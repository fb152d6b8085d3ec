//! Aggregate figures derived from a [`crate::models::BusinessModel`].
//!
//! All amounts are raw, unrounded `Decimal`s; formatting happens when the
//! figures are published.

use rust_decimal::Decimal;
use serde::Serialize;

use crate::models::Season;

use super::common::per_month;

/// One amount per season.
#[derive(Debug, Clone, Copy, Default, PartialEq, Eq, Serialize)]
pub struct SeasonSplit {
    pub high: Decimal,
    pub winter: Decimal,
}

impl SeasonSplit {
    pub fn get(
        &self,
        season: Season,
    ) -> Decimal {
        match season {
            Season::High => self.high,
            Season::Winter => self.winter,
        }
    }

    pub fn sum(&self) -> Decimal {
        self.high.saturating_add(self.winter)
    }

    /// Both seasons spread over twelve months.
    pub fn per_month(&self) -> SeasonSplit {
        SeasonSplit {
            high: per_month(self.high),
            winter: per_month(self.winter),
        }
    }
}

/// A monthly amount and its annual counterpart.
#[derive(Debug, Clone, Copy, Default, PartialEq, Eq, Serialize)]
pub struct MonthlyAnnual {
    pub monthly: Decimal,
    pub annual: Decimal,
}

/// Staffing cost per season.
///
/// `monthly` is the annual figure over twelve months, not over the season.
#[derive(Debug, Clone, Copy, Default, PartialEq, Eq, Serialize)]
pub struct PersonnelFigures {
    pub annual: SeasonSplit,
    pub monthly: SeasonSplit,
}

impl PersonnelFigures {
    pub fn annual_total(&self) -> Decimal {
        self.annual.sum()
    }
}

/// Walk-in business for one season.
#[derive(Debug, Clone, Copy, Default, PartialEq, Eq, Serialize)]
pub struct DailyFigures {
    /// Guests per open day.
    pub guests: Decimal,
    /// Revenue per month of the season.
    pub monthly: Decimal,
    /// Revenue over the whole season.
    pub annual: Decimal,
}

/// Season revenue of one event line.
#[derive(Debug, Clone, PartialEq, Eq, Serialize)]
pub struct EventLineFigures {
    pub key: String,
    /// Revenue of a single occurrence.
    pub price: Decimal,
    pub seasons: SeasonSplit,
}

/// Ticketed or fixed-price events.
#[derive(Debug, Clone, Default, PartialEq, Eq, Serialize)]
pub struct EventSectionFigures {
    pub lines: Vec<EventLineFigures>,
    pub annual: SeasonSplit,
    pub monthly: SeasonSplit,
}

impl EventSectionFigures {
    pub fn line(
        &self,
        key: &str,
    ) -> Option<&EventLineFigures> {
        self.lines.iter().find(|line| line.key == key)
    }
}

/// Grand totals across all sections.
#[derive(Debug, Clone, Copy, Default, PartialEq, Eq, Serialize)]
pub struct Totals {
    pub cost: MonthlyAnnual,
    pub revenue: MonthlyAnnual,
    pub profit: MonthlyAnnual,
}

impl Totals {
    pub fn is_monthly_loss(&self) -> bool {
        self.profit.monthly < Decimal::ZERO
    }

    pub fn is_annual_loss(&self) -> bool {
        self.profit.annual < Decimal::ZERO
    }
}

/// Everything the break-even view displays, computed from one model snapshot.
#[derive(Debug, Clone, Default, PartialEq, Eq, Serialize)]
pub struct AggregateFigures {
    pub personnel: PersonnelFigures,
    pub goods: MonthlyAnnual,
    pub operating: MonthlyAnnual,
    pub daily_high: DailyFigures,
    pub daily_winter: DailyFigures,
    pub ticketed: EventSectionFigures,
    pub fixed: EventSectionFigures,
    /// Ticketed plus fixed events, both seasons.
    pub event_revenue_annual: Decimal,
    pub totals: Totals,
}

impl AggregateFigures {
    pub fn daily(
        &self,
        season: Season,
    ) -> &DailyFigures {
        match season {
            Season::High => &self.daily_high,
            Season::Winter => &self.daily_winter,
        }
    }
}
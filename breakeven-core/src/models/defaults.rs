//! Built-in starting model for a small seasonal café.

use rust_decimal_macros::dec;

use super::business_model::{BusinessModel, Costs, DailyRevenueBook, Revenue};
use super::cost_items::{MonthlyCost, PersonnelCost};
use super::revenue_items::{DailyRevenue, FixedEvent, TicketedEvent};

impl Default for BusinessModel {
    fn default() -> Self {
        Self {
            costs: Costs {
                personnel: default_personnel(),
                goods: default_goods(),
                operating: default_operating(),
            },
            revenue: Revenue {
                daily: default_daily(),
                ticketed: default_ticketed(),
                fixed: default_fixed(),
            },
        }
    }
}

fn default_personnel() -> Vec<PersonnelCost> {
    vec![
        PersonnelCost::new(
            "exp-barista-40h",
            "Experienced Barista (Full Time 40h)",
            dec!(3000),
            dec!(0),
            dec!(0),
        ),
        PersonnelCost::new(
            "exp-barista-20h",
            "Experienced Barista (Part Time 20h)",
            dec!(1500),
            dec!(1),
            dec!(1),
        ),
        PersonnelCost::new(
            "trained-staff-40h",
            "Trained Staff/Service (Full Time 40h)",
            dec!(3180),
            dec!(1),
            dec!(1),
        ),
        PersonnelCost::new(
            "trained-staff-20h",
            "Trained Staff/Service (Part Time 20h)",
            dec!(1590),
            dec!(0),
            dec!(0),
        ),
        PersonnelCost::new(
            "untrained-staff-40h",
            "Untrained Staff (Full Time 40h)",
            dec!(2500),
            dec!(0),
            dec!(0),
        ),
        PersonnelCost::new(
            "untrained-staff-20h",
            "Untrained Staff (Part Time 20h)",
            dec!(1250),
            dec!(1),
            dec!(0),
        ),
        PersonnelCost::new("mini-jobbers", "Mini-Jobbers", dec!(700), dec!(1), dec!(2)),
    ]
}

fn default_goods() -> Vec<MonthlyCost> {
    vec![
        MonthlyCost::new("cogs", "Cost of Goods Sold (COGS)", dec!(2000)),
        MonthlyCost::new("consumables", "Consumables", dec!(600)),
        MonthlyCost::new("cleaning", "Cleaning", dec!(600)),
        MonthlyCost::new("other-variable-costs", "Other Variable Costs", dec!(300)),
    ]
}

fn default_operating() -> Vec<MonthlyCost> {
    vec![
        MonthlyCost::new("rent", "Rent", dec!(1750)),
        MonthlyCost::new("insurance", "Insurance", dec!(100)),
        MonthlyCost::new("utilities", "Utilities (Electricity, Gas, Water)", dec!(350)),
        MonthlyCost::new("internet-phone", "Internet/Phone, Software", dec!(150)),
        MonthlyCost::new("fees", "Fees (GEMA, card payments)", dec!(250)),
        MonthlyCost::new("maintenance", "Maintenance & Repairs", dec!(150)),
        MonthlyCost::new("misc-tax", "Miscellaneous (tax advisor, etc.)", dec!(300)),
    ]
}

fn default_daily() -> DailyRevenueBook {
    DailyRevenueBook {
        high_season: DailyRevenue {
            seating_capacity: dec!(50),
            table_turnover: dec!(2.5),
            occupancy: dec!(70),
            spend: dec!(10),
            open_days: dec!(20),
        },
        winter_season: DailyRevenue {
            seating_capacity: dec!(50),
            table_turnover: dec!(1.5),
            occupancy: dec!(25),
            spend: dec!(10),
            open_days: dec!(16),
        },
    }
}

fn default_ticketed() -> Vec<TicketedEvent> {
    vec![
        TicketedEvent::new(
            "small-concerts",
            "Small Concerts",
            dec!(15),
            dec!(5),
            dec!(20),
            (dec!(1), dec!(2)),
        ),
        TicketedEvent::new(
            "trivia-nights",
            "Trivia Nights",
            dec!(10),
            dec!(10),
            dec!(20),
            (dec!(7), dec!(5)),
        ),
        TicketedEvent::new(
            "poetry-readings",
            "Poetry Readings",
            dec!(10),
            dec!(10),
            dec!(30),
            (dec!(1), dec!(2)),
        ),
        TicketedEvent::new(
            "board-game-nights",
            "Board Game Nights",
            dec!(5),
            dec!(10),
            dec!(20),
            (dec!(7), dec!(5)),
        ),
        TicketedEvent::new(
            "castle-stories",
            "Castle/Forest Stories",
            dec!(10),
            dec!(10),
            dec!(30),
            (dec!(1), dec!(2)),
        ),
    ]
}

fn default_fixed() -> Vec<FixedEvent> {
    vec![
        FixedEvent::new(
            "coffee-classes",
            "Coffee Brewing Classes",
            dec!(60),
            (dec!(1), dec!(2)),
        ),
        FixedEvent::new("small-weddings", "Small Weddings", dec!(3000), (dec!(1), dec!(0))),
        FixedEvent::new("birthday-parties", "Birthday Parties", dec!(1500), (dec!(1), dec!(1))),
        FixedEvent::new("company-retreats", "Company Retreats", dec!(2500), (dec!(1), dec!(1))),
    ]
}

*****

**REQUIRED WORK**
From the entries above, copy each line holding "profit".

**SOLVED EXERCISE**
    pub profit: MonthlyAnnual,
        self.profit.monthly < Decimal::ZERO
        self.profit.annual < Decimal::ZERO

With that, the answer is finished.